All lines containing the string "SeqCst" must be copied from the entries.
┄┄┄┄┄┄┄┄┄┄┄┄┄┄┄┄┄┄┄┄
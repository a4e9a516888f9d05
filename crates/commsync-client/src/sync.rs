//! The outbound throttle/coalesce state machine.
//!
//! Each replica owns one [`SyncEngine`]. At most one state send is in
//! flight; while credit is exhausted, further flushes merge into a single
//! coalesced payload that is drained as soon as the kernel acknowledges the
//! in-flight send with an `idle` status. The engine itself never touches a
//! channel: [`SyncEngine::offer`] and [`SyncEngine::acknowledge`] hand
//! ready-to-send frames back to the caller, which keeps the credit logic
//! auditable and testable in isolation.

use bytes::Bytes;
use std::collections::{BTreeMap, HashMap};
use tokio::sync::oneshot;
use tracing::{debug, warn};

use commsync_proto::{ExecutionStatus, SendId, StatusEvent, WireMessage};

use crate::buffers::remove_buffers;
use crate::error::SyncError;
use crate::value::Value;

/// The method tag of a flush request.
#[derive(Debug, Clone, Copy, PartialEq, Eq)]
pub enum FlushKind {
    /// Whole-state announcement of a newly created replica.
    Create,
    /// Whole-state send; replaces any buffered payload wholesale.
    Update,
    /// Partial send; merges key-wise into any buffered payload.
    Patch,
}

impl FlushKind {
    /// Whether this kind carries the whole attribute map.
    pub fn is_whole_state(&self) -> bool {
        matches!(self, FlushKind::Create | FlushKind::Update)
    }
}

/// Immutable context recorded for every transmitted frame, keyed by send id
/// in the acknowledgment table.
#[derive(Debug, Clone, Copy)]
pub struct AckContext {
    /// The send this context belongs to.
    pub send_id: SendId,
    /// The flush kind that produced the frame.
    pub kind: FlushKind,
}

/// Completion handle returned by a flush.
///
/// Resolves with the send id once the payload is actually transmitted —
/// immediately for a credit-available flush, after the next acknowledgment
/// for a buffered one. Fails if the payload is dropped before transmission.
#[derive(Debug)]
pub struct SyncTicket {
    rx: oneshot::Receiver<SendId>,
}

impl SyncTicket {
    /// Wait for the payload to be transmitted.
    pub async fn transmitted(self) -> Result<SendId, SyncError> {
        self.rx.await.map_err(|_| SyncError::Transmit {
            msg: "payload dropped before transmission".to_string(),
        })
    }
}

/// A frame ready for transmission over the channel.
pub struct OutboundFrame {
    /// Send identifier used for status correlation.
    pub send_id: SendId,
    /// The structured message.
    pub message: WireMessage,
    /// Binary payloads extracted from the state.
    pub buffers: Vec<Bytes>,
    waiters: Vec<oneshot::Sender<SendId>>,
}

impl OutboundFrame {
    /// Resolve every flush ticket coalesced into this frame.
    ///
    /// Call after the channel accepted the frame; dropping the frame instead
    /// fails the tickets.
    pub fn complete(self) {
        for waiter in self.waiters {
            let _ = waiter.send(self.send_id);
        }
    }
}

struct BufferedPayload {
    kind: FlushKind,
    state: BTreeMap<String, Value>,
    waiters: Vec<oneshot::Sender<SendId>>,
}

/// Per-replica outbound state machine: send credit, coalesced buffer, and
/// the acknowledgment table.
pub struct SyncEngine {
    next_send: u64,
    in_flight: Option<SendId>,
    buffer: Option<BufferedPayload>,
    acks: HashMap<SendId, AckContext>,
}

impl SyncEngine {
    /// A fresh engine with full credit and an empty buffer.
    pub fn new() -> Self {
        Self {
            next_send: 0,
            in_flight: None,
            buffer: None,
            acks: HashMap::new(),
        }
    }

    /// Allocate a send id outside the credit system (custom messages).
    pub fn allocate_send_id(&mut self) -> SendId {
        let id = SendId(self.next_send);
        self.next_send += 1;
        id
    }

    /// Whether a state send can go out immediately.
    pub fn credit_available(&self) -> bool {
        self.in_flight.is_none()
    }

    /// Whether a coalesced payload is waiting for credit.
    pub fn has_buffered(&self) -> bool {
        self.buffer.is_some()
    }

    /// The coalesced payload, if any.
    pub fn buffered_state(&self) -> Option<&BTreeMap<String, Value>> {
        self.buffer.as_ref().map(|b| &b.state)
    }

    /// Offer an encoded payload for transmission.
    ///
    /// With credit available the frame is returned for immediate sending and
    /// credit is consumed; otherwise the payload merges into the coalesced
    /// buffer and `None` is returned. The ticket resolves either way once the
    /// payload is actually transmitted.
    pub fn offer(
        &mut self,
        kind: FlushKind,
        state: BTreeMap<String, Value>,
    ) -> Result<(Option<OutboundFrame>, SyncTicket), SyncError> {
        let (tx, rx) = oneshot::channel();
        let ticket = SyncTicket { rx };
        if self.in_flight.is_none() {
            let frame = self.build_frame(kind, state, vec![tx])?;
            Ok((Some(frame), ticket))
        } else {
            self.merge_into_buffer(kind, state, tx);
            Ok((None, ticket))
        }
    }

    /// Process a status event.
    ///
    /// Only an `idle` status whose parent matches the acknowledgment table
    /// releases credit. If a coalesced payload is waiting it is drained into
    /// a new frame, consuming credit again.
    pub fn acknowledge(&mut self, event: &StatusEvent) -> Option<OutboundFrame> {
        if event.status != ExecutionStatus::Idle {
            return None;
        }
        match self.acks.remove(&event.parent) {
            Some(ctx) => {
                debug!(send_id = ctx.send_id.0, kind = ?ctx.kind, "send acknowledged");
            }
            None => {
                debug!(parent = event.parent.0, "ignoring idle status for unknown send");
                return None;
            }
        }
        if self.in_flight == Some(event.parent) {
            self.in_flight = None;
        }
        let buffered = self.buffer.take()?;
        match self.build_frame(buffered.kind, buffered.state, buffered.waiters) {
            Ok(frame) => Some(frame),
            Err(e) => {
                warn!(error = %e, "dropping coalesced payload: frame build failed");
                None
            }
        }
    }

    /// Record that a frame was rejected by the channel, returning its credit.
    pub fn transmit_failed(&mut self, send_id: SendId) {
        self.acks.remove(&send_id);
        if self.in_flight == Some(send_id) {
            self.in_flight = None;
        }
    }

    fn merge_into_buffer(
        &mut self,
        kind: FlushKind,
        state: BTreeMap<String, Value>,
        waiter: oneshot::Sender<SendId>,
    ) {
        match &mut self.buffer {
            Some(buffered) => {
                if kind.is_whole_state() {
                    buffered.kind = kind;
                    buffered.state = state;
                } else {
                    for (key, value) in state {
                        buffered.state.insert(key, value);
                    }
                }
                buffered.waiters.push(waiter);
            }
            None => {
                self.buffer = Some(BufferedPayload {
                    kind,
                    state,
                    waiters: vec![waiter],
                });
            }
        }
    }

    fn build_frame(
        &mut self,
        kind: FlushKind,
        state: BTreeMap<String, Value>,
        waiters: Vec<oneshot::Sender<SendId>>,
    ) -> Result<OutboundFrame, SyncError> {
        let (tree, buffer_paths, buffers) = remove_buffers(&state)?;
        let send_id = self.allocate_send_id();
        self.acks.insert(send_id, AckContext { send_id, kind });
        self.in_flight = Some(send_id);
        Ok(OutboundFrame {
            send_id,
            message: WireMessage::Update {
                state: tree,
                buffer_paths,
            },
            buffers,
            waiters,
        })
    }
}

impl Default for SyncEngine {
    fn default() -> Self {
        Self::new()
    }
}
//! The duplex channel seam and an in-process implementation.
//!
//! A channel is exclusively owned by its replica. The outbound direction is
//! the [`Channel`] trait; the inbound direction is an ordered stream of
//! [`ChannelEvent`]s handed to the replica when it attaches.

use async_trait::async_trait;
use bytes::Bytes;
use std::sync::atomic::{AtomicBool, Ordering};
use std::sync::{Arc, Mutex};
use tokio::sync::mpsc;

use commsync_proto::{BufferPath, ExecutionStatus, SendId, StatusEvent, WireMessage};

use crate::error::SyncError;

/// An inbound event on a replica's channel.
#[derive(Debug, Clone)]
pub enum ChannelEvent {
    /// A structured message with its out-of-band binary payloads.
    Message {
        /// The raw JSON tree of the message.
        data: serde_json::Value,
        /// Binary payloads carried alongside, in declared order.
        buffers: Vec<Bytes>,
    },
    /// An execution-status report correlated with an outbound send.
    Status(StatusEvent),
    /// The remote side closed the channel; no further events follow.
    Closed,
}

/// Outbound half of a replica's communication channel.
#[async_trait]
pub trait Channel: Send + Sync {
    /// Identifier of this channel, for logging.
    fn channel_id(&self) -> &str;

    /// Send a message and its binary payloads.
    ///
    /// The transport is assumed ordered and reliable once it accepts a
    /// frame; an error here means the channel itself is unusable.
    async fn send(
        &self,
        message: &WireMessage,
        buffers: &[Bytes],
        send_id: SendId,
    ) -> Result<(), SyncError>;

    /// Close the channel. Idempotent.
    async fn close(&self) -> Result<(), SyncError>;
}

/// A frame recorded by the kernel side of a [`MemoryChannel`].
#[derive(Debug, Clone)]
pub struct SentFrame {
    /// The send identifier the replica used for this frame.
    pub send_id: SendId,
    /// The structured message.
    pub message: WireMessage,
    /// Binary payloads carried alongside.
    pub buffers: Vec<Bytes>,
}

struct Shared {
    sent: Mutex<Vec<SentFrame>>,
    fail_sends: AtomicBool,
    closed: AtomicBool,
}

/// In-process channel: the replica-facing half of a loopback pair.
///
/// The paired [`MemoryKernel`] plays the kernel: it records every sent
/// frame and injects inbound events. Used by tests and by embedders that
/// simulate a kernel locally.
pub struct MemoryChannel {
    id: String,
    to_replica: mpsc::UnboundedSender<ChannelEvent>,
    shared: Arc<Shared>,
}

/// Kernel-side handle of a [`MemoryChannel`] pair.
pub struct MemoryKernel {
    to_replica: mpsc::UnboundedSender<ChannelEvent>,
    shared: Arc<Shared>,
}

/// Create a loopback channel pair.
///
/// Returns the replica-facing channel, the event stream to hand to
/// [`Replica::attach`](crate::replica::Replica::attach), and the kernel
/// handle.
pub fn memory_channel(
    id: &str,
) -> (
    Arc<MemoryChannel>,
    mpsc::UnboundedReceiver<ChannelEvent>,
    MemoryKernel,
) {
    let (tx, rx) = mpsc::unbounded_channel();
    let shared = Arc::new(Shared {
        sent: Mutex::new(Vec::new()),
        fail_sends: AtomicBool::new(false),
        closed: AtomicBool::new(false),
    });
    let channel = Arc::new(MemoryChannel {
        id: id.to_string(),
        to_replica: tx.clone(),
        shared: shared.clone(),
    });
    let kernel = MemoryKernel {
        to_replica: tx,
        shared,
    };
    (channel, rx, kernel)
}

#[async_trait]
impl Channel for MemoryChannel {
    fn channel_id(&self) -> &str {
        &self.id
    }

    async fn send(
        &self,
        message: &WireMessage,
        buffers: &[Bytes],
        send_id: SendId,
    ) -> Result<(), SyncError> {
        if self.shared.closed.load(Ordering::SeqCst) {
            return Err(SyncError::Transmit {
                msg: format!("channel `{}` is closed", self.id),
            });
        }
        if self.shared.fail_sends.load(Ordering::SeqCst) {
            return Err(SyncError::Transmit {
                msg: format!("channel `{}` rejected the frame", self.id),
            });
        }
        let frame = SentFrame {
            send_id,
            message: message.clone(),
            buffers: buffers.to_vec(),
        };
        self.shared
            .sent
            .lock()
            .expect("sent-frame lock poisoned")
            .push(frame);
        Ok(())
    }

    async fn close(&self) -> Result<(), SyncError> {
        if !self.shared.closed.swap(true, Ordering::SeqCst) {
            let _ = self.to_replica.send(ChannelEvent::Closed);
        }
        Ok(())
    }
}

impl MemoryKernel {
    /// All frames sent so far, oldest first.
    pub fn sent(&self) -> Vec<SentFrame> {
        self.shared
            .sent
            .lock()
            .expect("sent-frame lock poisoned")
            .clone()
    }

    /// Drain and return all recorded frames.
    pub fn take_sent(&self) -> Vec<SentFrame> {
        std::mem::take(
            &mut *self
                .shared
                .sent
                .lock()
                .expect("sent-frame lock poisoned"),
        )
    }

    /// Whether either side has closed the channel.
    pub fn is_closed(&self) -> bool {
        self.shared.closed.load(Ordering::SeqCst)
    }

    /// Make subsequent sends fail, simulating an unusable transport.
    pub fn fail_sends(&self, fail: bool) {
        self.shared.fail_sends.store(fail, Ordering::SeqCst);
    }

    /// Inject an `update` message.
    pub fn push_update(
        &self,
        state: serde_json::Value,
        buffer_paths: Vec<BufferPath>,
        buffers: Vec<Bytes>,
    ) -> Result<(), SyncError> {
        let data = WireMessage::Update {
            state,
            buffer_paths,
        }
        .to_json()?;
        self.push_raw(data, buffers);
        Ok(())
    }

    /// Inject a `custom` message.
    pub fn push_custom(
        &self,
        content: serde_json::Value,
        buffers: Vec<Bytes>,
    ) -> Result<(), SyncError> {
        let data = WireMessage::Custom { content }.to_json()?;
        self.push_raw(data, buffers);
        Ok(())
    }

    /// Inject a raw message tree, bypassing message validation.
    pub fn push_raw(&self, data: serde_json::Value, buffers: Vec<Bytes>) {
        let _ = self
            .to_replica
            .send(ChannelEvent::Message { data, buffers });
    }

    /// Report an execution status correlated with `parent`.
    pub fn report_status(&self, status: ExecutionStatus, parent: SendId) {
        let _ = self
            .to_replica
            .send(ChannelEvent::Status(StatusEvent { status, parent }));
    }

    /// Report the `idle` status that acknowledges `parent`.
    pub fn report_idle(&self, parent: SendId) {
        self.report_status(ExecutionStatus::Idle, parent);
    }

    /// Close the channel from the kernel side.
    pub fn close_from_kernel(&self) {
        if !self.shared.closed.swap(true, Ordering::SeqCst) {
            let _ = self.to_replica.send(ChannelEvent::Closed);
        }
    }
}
┄┄┄┄┄┄┄┄┄┄┄┄┄┄┄┄┄┄┄┄
### [The completed task]
        if self.shared.closed.load(Ordering::SeqCst) {
        if self.shared.fail_sends.load(Ordering::SeqCst) {
        if !self.shared.closed.swap(true, Ordering::SeqCst) {
        self.shared.closed.load(Ordering::SeqCst)
        self.shared.fail_sends.store(fail, Ordering::SeqCst);
        if !self.shared.closed.swap(true, Ordering::SeqCst) {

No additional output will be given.